In a recent paper published in Nature, Professor Prasanth B. Nair (UTIAS) and Kevin Course (UTIAS PhD candidate) introduce a new machine learning algorithm that surmounts the real-world challenge of imperfect knowledge about system dynamics. This computer-based mathematical modelling approach is used for problem solving and better decision making in complex systems, where many components interact with each other.
“For the first time, we are able to apply state estimation to problems where we don’t know the governing equations, or the governing equations have a lot of missing terms,” says Course, the first author of the new paper.
“In contrast to standard techniques, which usually require a state estimate to infer the governing equations and vice-versa, our method learns the missing terms in the mathematical model and a state estimate simultaneously.”

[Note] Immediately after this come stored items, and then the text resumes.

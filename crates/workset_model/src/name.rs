//! Entity family names.

use serde::{Deserialize, Serialize};
use std::fmt;

/// The name of an entity family (a "collection" on the store side).
///
/// Polymorphic families sharing one collection carry a discriminator as an
/// ordinary property; the name itself stays flat.
#[derive(Debug, Clone, PartialEq, Eq, PartialOrd, Ord, Hash, Serialize, Deserialize)]
pub struct EntityName(String);

impl EntityName {
    /// Creates an entity name.
    #[must_use]
    pub fn new(name: impl Into<String>) -> Self {
        Self(name.into())
    }

    /// Returns the name as a string slice.
    #[inline]
    #[must_use]
    pub fn as_str(&self) -> &str {
        &self.0
    }
}

impl fmt::Display for EntityName {
    fn fmt(&self, f: &mut fmt::Formatter<'_>) -> fmt::Result {
        f.write_str(&self.0)
    }
}

impl From<&str> for EntityName {
    fn from(name: &str) -> Self {
        Self::new(name)
    }
}

impl From<String> for EntityName {
    fn from(name: String) -> Self {
        Self(name)
    }
}
//! Clock abstraction for audit timestamps.

use std::sync::atomic::{AtomicI64, Ordering};
use std::time::{SystemTime, UNIX_EPOCH};
use workset_model::Timestamp;

/// A source of timestamps.
///
/// The tracking core stamps creation and update times from a clock instead
/// of reading wall time, so tests can pin time exactly.
pub trait Clock: Send + Sync {
    /// Returns the current time.
    fn now(&self) -> Timestamp;
}

/// The wall clock.
#[derive(Debug, Clone, Copy, Default)]
pub struct SystemClock;

impl SystemClock {
    /// Creates a wall clock.
    #[must_use]
    pub fn new() -> Self {
        Self
    }
}

impl Clock for SystemClock {
    fn now(&self) -> Timestamp {
        let millis = SystemTime::now()
            .duration_since(UNIX_EPOCH)
            .map(|d| d.as_millis() as i64)
            .unwrap_or(0);
        Timestamp::from_unix_millis(millis)
    }
}

/// A settable clock for tests.
///
/// Starts at zero; advance it explicitly between operations to observe
/// distinct audit stamps.
#[derive(Debug, Default)]
pub struct ManualClock {
    now: AtomicI64,
}

impl ManualClock {
    /// Creates a clock pinned at the Unix epoch.
    #[must_use]
    pub fn new() -> Self {
        Self::default()
    }

    /// Creates a clock pinned at the given time.
    #[must_use]
    pub fn at(millis: i64) -> Self {
        Self {
            now: AtomicI64::new(millis),
        }
    }

    /// Pins the clock to the given time.
    pub fn set(&self, ts: Timestamp) {
        self.now.store(ts.as_unix_millis(), Ordering::SeqCst);
    }

    /// Moves the clock forward.
    pub fn advance(&self, millis: i64) {
        self.now.fetch_add(millis, Ordering::SeqCst);
    }
}

impl Clock for ManualClock {
    fn now(&self) -> Timestamp {
        Timestamp::from_unix_millis(self.now.load(Ordering::SeqCst))
    }
}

State estimation, also known as data assimilation, refers to the process of combining observational data with computer models to estimate the current state of a system. Traditionally it requires strong assumptions about the type of uncertainties that exist in a mathematical model.

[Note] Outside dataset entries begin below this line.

//! Store-side row snapshots.

use crate::map::ValueMap;
use crate::tag::VersionTag;
use serde::{Deserialize, Serialize};

/// A point-in-time copy of a stored row.
///
/// Snapshots answer point lookups and ride along with conflict reports so
/// resolution strategies can see what the store currently holds. The token
/// is `None` for rows in collections that opted out of versioning.
#[derive(Debug, Clone, PartialEq, Eq, Serialize, Deserialize)]
pub struct EntitySnapshot {
    /// The row's property values, shadow properties included.
    pub values: ValueMap,
    /// The row's current version tag, if the collection is versioned.
    pub token: Option<VersionTag>,
}

impl EntitySnapshot {
    /// Creates a snapshot.
    #[must_use]
    pub fn new(values: ValueMap, token: Option<VersionTag>) -> Self {
        Self { values, token }
    }
}

#[cfg(test)]
mod tests {
    use super::*;

    #[test]
    fn construction() {
        let snap = EntitySnapshot::new(ValueMap::new().with("a", 1i64), None);
        assert_eq!(snap.values.len(), 1);
        assert!(snap.token.is_none());
    }

    #[test]
    fn serde_roundtrip() {
        let snap = EntitySnapshot::new(
            ValueMap::new().with("name", "Herbert"),
            Some(VersionTag::from_bytes([3u8; 32])),
        );
        let json = serde_json::to_string(&snap).unwrap();
        let back: EntitySnapshot = serde_json::from_str(&json).unwrap();
        assert_eq!(back, snap);
    }
}
//! Timestamps.

use crate::value::PropertyValue;
use serde::{Deserialize, Serialize};
use std::fmt;

/// A point in time, in milliseconds since the Unix epoch.
///
/// Produced only by a `Clock` implementation; the core never reads wall
/// time itself.
#[derive(Debug, Clone, Copy, Default, PartialEq, Eq, PartialOrd, Ord, Hash, Serialize, Deserialize)]
pub struct Timestamp(i64);

impl Timestamp {
    /// Creates a timestamp from Unix milliseconds.
    #[inline]
    #[must_use]
    pub const fn from_unix_millis(millis: i64) -> Self {
        Self(millis)
    }

    /// Returns the Unix milliseconds.
    #[inline]
    #[must_use]
    pub const fn as_unix_millis(&self) -> i64 {
        self.0
    }
}

impl fmt::Display for Timestamp {
    fn fmt(&self, f: &mut fmt::Formatter<'_>) -> fmt::Result {
        write!(f, "{}ms", self.0)
    }
}

impl From<Timestamp> for PropertyValue {
    fn from(ts: Timestamp) -> Self {
        PropertyValue::Integer(ts.as_unix_millis())
    }
}

#[cfg(test)]
mod tests {
    use super::*;

    #[test]
    fn millis_roundtrip() {
        let ts = Timestamp::from_unix_millis(1_700_000_000_000);
        assert_eq!(ts.as_unix_millis(), 1_700_000_000_000);
    }

    #[test]
    fn converts_to_integer_value() {
        let value = PropertyValue::from(Timestamp::from_unix_millis(5));
        assert_eq!(value, PropertyValue::Integer(5));
    }

    #[test]
    fn ordering_follows_time() {
        assert!(Timestamp::from_unix_millis(1) < Timestamp::from_unix_millis(2));
    }
}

“For example, let’s say you have constructed a computer model that predicts the weather, and at the same time, you have access to real-time data from weather stations providing actual temperature readings,” says Nair. “Due to the model’s inherent limitations and simplifications — which is often unavoidable when dealing with complex real-world systems — the model predictions may not match the actual observed temperature you are seeing.
“State estimation combines the model’s prediction with the actual observations to provide a corrected or better-calibrated estimate of the current temperature. It effectively assimilates the data into the model to correct its state.”
However, it has been previously difficult to estimate the underlying state of complex dynamical systems in situations where the governing equations are completely or partially unknown. The new algorithm provides a rigorous statistical framework to address this long-standing problem.
“This problem is akin to deciphering the ‘laws’ that a system obeys without having explicit knowledge about them,” says Nair, whose research group is developing algorithms for mathematical modelling of systems and phenomena that are encountered in various areas of engineering and science.
A byproduct of Course and Nair’s algorithm is that it also helps to characterize missing terms or the entirety of the governing equations, which determine how the values of unknown variables change when one or more of the known variables change.
The main innovation underpinning the work is a reparametrization trick for stochastic variational inference with Markov Gaussian processes that enables an approximate Bayesian approach to solve such problems. This new development allows researchers to deduce the equations that govern the dynamics of complex systems and arrive at a state estimate using indirect and noisy measurements.
“Our approach is computationally attractive since it leverages stochastic, that is randomly determined, approximations that can be efficiently computed in parallel, and in addition, it does not rely on computationally expensive forward solvers in training,” says Course.
While Course and Nair approached their research from a theoretical viewpoint, they were able to demonstrate practical impact by applying their algorithm to problems ranging from modelling fluid flow to predicting the motion of black holes.
“Our work is relevant to several branches of sciences, engineering and finance, as researchers from these fields often interact with systems where first-principles models are difficult to construct or existing models are insufficient to explain system behaviour,” says Nair.
“We believe this work will open the door for practitioners in these fields to better intuit the systems they study,” adds Course. “Even in situations where high-fidelity mathematical models are available, this work can be used for probabilistic model calibration and to discover missing physics in existing models.
“We have also been able to successfully use our approach to efficiently train neural stochastic differential equations, which is a type of machine learning model that has shown promising performance for time-series datasets.”
While the new paper primarily addresses challenges in state estimation and governing equation discovery, the researchers say it provides a general groundwork for robust data-driven techniques in computational science and engineering.
“As an example, our research group is currently using this framework to construct probabilistic reduced-order models of complex systems. We hope to expedite decision-making processes integral to the optimal design, operation and control of real-world systems,” says Nair.
“Additionally, we are also studying how the inference methods stemming from our research may offer deeper statistical insights into stochastic differential equation-based generative models that are now widely used in many artificial intelligence applications.”